| Literature DB >> 28835832 |
Emma Dabbs1, Jaya L Nemchand1,2, Mark S Whiteley1,2.
Abstract
Suprapubic varicose veins are usually indicative of unilateral iliac vein occlusion and venous collateralisation. We report two cases of suprapubic varicose veins following pelvic vein embolisation and subsequent pregnancy; both presented without residual pelvic venous reflux or pelvic venous obstruction. In both cases, there was no significant flow in the suprapubic veins indicating that they were not acting as a collateral post-pregnancy. One patient had this venous abnormality treated successfully with TRansluminal Occlusion of Perforators, followed by foam sclerotherapy to the main part of the suprapubic vein.

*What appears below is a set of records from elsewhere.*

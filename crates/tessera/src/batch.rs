//! Vertex batching for GPU hosts.
//!
//! [`BatchRenderer`] lowers the engine's draw calls to quads and groups
//! consecutive quads that share a scissor rectangle and texture into one
//! [`DrawBatch`]. A host uploads [`BatchRenderer::vertex_bytes`] once per
//! frame and issues one draw per batch. Text runs are set aside for the
//! host's glyph pass.

use tessera_ui::{Color, Rect, Renderer, TextureId, Vec2};

/// Vertex for UI rendering.
#[repr(C)]
#[derive(Debug, Clone, Copy, Default, PartialEq, bytemuck::Pod, bytemuck::Zeroable)]
pub struct UiVertex {
    /// Position (x, y).
    pub position: [f32; 2],
    /// UV coordinates.
    pub uv: [f32; 2],
    /// Color (RGBA).
    pub color: [f32; 4],
}

impl UiVertex {
    /// Creates a new vertex.
    #[must_use]
    pub const fn new(x: f32, y: f32, u: f32, v: f32, color: [f32; 4]) -> Self {
        Self {
            position: [x, y],
            uv: [u, v],
            color,
        }
    }
}

/// A run of vertices drawn with one scissor and texture.
#[derive(Debug, Clone, Copy, PartialEq)]
pub struct DrawBatch {
    /// Scissor rectangle, `None` for the whole surface.
    pub scissor: Option<Rect>,
    /// Sampled texture, `None` for flat fills.
    pub texture: Option<TextureId>,
    /// Index of the first vertex.
    pub first: usize,
    /// Number of vertices.
    pub count: usize,
}

/// Text queued for the glyph pass.
#[derive(Debug, Clone, PartialEq)]
pub struct TextRun {
    /// Text content.
    pub text: String,
    /// Top-left position.
    pub position: Vec2,
    /// Font size.
    pub font_size: f32,
    /// Text color.
    pub color: Color,
    /// Scissor in effect when the run was drawn.
    pub scissor: Option<Rect>,
}

/// Renderer that turns a frame into vertex batches.
#[derive(Debug, Default)]
pub struct BatchRenderer {
    vertices: Vec<UiVertex>,
    batches: Vec<DrawBatch>,
    texts: Vec<TextRun>,
    scissor: Option<Rect>,
    frames: u64,
}

impl BatchRenderer {
    /// Creates an empty renderer.
    #[must_use]
    pub fn new() -> Self {
        Self {
            vertices: Vec::with_capacity(4096),
            batches: Vec::with_capacity(64),
            texts: Vec::with_capacity(64),
            scissor: None,
            frames: 0,
        }
    }

    /// Vertices of the current frame.
    #[must_use]
    pub fn vertices(&self) -> &[UiVertex] {
        &self.vertices
    }

    /// The vertex buffer as bytes for GPU upload.
    #[must_use]
    pub fn vertex_bytes(&self) -> &[u8] {
        bytemuck::cast_slice(&self.vertices)
    }

    /// Batches of the current frame, in draw order.
    #[must_use]
    pub fn batches(&self) -> &[DrawBatch] {
        &self.batches
    }

    /// Text runs of the current frame, in draw order.
    #[must_use]
    pub fn texts(&self) -> &[TextRun] {
        &self.texts
    }

    /// Number of completed frames.
    #[must_use]
    pub const fn frames(&self) -> u64 {
        self.frames
    }

    fn scissored_out(&self) -> bool {
        self.scissor.is_some_and(|scissor| scissor.is_empty())
    }

    fn push_quad(&mut self, bounds: Rect, texture: Option<TextureId>, color: Color) {
        if bounds.is_empty() || self.scissored_out() {
            return;
        }
        let c = color.to_array();
        let (l, t, r, b) = (bounds.x, bounds.y, bounds.right(), bounds.bottom());
        let first = self.vertices.len();
        self.vertices.extend_from_slice(&[
            UiVertex::new(l, t, 0.0, 0.0, c),
            UiVertex::new(r, t, 1.0, 0.0, c),
            UiVertex::new(r, b, 1.0, 1.0, c),
            UiVertex::new(l, t, 0.0, 0.0, c),
            UiVertex::new(r, b, 1.0, 1.0, c),
            UiVertex::new(l, b, 0.0, 1.0, c),
        ]);

        match self.batches.last_mut() {
            Some(batch) if batch.scissor == self.scissor && batch.texture == texture => batch.count += 6,
            _ => self.batches.push(DrawBatch { scissor: self.scissor, texture, first, count: 6 }),
        }
    }
}

impl Renderer for BatchRenderer {
    fn begin_frame(&mut self) {
        self.vertices.clear();
        self.batches.clear();
        self.texts.clear();
        self.scissor = None;
    }

    fn end_frame(&mut self) {
        self.frames += 1;
    }

    fn fill_rect(&mut self, bounds: Rect, color: Color) {
        self.push_quad(bounds, None, color);
    }

    fn draw_texture(&mut self, texture: TextureId, bounds: Rect, tint: Color) {
        self.push_quad(bounds, Some(texture), tint);
    }

    fn draw_text(&mut self, text: &str, position: Vec2, font_size: f32, color: Color) {
        if self.scissored_out() {
            return;
        }
        self.texts.push(TextRun { text: text.to_owned(), position, font_size, color, scissor: self.scissor });
    }

    fn begin_clip(&mut self, bounds: Rect) {
        self.scissor = Some(bounds);
    }

    fn end_clip(&mut self) {
        self.scissor = None;
    }
}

This patient has since completed the reminder of her lower limb varicose vein treatment. We suggest that pregnancy may have caused prolonged intermittent compression of the left common iliac vein, and that this, together with the physiological impact of previous embolisation procedures, obstructed venous drainage from the left leg resulting in collateral vein formation within the 9-month gestation period.Entities:
Keywords: Suprapubic varicosity; pelvic embolisation; pregnancy
Year: 2017 PMID: 28835832 PMCID: PMC5557157 DOI: 10.1177/2050313X17724712
Source DB: PubMed Journal: SAGE Open Med Case Rep ISSN: 2050-313X
Figure 1.Clinical presentation of a suprapubic varicose vein post-pregnancy in a patient with pre-pregnancy pelvic vein embolisation with coils.